Choose a tag to compare

⭐️ Highlights

🔍 Smarter, Broader Retrieval with Multi-Query RAG

This release introduces three new components that significantly boost retrieval recall in RAG systems by expanding the user query and retrieving documents across multiple reformulations:

  • QueryExpander generates semantically similar variations of a user query to broaden search coverage.
  • MultiQueryTextRetriever runs multiple queries in parallel using a text-based retriever (e.g., BM25) and merges results by score.
  • MultiQueryEmbeddingRetriever performs the same multi-query retrieval flow using embeddings, enabling richer semantic recall.

Used together, these components create a multi-query retrieval pipeline that improves recall especially when queries are short or ambiguous.
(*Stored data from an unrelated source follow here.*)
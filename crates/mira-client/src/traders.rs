//! Trader discovery and trader-profile endpoints.

use crate::error::ClientResult;
use crate::http::ApiClient;
use crate::query;
use mira_core::{Page, Trade, TraderProfile, TraderProfileCreate, TraderProfileUpdate};
use rust_decimal::Decimal;
use uuid::Uuid;

/// Filters for the trader leaderboard.
#[derive(Debug, Clone, Default)]
pub struct TraderListParams {
    pub page: Option<u32>,
    pub page_size: Option<u32>,
    /// Server-side sort key, e.g. "roi" or "win_rate".
    pub sort_by: Option<String>,
    /// Minimum 30-day ROI filter, in percent.
    pub min_roi: Option<Decimal>,
}

impl ApiClient {
    /// List active traders available for copying.
    pub async fn traders(&self, params: &TraderListParams) -> ClientResult<Page<TraderProfile>> {
        let q = query::build(&[
            ("page", params.page.map(|p| p.to_string())),
            ("page_size", params.page_size.map(|p| p.to_string())),
            ("sort_by", params.sort_by.clone()),
            ("min_roi", params.min_roi.map(|r| r.to_string())),
        ]);
        self.get(&format!("/traders{q}")).await
    }

    /// Fetch one trader profile.
    pub async fn trader(&self, id: Uuid) -> ClientResult<TraderProfile> {
        self.get(&format!("/traders/{id}")).await
    }

    /// Trade history of a trader.
    pub async fn trader_trades(
        &self,
        id: Uuid,
        page: u32,
        page_size: u32,
    ) -> ClientResult<Page<Trade>> {
        let q = query::build(&[
            ("page", Some(page.to_string())),
            ("page_size", Some(page_size.to_string())),
        ]);
        self.get(&format!("/traders/{id}/trades{q}")).await
    }

    /// Apply to become a trader.
    pub async fn apply_trader(&self, create: &TraderProfileCreate) -> ClientResult<TraderProfile> {
        self.post("/traders/apply", create).await
    }

    /// The authenticated user's own trader profile.
    pub async fn my_trader_profile(&self) -> ClientResult<TraderProfile> {
        self.get("/traders/me").await
    }

    /// Update the authenticated user's trader profile.
    pub async fn update_my_trader_profile(
        &self,
        update: &TraderProfileUpdate,
    ) -> ClientResult<TraderProfile> {
        self.patch("/traders/me", update).await
    }
}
🧪 Example: Expanding a Query and Retrieving More Relevant Documents

from haystack import Pipeline
from haystack.components.query import QueryExpander
from haystack.components.retrievers import InMemoryBM25Retriever
from haystack.components.retrievers import MultiQueryTextRetriever
from haystack.document_stores.in_memory import InMemoryDocumentStore
from haystack.components.writers import DocumentWriter
from haystack import Document
from haystack.document_stores.types import DuplicatePolicy

# Sample documents
docs = [
    Document(content="Renewable energy comes from natural sources like wind and sunlight."),
    Document(content="Geothermal energy is heat from beneath the Earth's surface."),
    Document(content="Hydropower generates electricity using flowing water."),
]

# Store documents
store = InMemoryDocumentStore()
writer = DocumentWriter(document_store=store, policy=DuplicatePolicy.SKIP)
writer.run(documents=docs)

# Components
expander = QueryExpander()
retriever = InMemoryBM25Retriever(document_store=store, top_k=1)
multi_retriever = MultiQueryTextRetriever(retriever=retriever)

# Expand and retrieve
expanded = expander.run(query="renewable energy")
results = multi_retriever.run(queries=expanded["queries"])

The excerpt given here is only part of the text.